Symantec will buy the identity protection firm LifeLock for $2.3 billion in early 2017, bringing over 4.4 million members and diversifying the business beyond Symantec’s lagging antivirus unit.
Symantec’s computer security business is three decades old but the core of it, Norton antivirus software, had been declining alongside the years-long and worldwide drop in PC sales. Norton, despite the decline, remains profitable today, according to Symantec.
“This acquisition marks the transformation of the consumer security industry from malware protection to the broader category of digital safety for consumers,” Greg Clark, Symantec’s CEO, said.
LifeLock’s massive television advertising campaigns made it a household name in the U.S. but not always for the best reasons. In 2010, the Federal Trade Commission settled a false advertising case with the company for $12 million. In 2015, the FTC forced the company to pay $100 million for violating parts of the 2010 settlement.
This is Symantec’s biggest acquisition since June when the company bought Blue Coat, an American cybersecurity firm popularly notorious for its powerful internet surveillance and suppression products. Previously, Blue Coat was named one of the “Enemies of the Internet” by Reporters Without Borders.
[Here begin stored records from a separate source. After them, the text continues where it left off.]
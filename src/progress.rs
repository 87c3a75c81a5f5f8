//! Progress-callback trait for per-file conversion events.
//!
//! Inject an `Arc<dyn BatchProgressCallback>` via
//! [`crate::config::ConversionConfigBuilder::progress_callback`] to
//! receive events as the dispatcher works through the discovered files.
//!
//! Callbacks are the least-invasive integration point: the CLI forwards
//! events to stdout/stderr as `OK`/`FAIL` lines, a GUI could update a
//! list view, a service could write progress rows to a database — the
//! library does not need to know. Processing is strictly sequential, but
//! the trait is `Send + Sync` so an `Arc` can be shared with other
//! threads of the host application.

use crate::error::FileError;
use std::path::Path;
use std::sync::Arc;

/// Called by the dispatcher as it processes each discovered file.
///
/// All methods have default no-op implementations so callers only
/// override what they care about.
pub trait BatchProgressCallback: Send + Sync {
    /// Called once after discovery, before the first file is converted.
    fn on_batch_start(&self, total_files: usize) {
        let _ = total_files;
    }

    /// Called just before a file's extractor runs.
    fn on_file_start(&self, input: &Path, index: usize, total_files: usize) {
        let _ = (input, index, total_files);
    }

    /// Called when a file converted successfully.
    ///
    /// `written` lists the Markdown files produced for this input
    /// (one for single-section files, several for multi-sheet workbooks).
    fn on_file_complete(&self, input: &Path, written: &[std::path::PathBuf]) {
        let _ = (input, written);
    }

    /// Called when a file failed and was skipped.
    fn on_file_error(&self, input: &Path, error: &FileError) {
        let _ = (input, error);
    }

    /// Called once after the last file has been attempted.
    fn on_batch_complete(&self, total_files: usize, success_count: usize) {
        let _ = (total_files, success_count);
    }
}

/// A no-op implementation for callers that don't need progress events.
pub struct NoopProgressCallback;

impl BatchProgressCallback for NoopProgressCallback {}

/// Convenience alias matching the type stored in
/// [`crate::config::ConversionConfig`].
pub type ProgressCallback = Arc<dyn BatchProgressCallback>;

#[cfg(test)]
mod tests {
    use super::*;
    use std::path::PathBuf;
    use std::sync::atomic::{AtomicUsize, Ordering};

    struct TrackingCallback {
        starts: AtomicUsize,
        completes: AtomicUsize,
        errors: AtomicUsize,
        final_success: AtomicUsize,
    }

    impl BatchProgressCallback for TrackingCallback {
        fn on_file_start(&self, _input: &Path, _index: usize, _total: usize) {
            self.starts.fetch_add(1, Ordering::SeqCst);
        }
        fn on_file_complete(&self, _input: &Path, _written: &[PathBuf]) {
            self.completes.fetch_add(1, Ordering::SeqCst);
        }
        fn on_file_error(&self, _input: &Path, _error: &FileError) {
            self.errors.fetch_add(1, Ordering::SeqCst);
        }
        fn on_batch_complete(&self, _total: usize, success_count: usize) {
            self.final_success.store(success_count, Ordering::SeqCst);
        }
    }

    #[test]
    fn noop_callback_does_not_panic() {
        let cb = NoopProgressCallback;
        cb.on_batch_start(2);
        cb.on_file_start(Path::new("a.csv"), 0, 2);
        cb.on_file_complete(Path::new("a.csv"), &[PathBuf::from("out/a.md")]);
        cb.on_file_error(
            Path::new("b.pdf"),
            &FileError::Open {
                path: PathBuf::from("b.pdf"),
                detail: "bad".into(),
            },
        );
        cb.on_batch_complete(2, 1);
    }

    #[test]
    fn tracking_callback_receives_events() {
        let cb = TrackingCallback {
            starts: AtomicUsize::new(0),
            completes: AtomicUsize::new(0),
            errors: AtomicUsize::new(0),
            final_success: AtomicUsize::new(0),
        };
        cb.on_batch_start(2);
        cb.on_file_start(Path::new("a.csv"), 0, 2);
        cb.on_file_complete(Path::new("a.csv"), &[]);
        cb.on_file_start(Path::new("b.pdf"), 1, 2);
        cb.on_file_error(
            Path::new("b.pdf"),
            &FileError::Unsupported {
                path: PathBuf::from("b.pdf"),
            },
        );
        cb.on_batch_complete(2, 1);

        assert_eq!(cb.starts.load(Ordering::SeqCst), 2);
        assert_eq!(cb.completes.load(Ordering::SeqCst), 1);
        assert_eq!(cb.errors.load(Ordering::SeqCst), 1);
        assert_eq!(cb.final_success.load(Ordering::SeqCst), 1);
    }
}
Former Symantec CEO Michael Brown stepped down in April. Greg Clark, the company’s current CEO, led Blue Coat before the acquisition. Since then, the company has aimed to focus “exclusively on cybersecurity.”
The cybersecurity market is growing rapidly with spending sharply on the rise in both the public and private sectors. Valuations for successful firms are expected to march upward well into the next decade as the industry’s total value is expected to climb well above $100 billion in the next few years.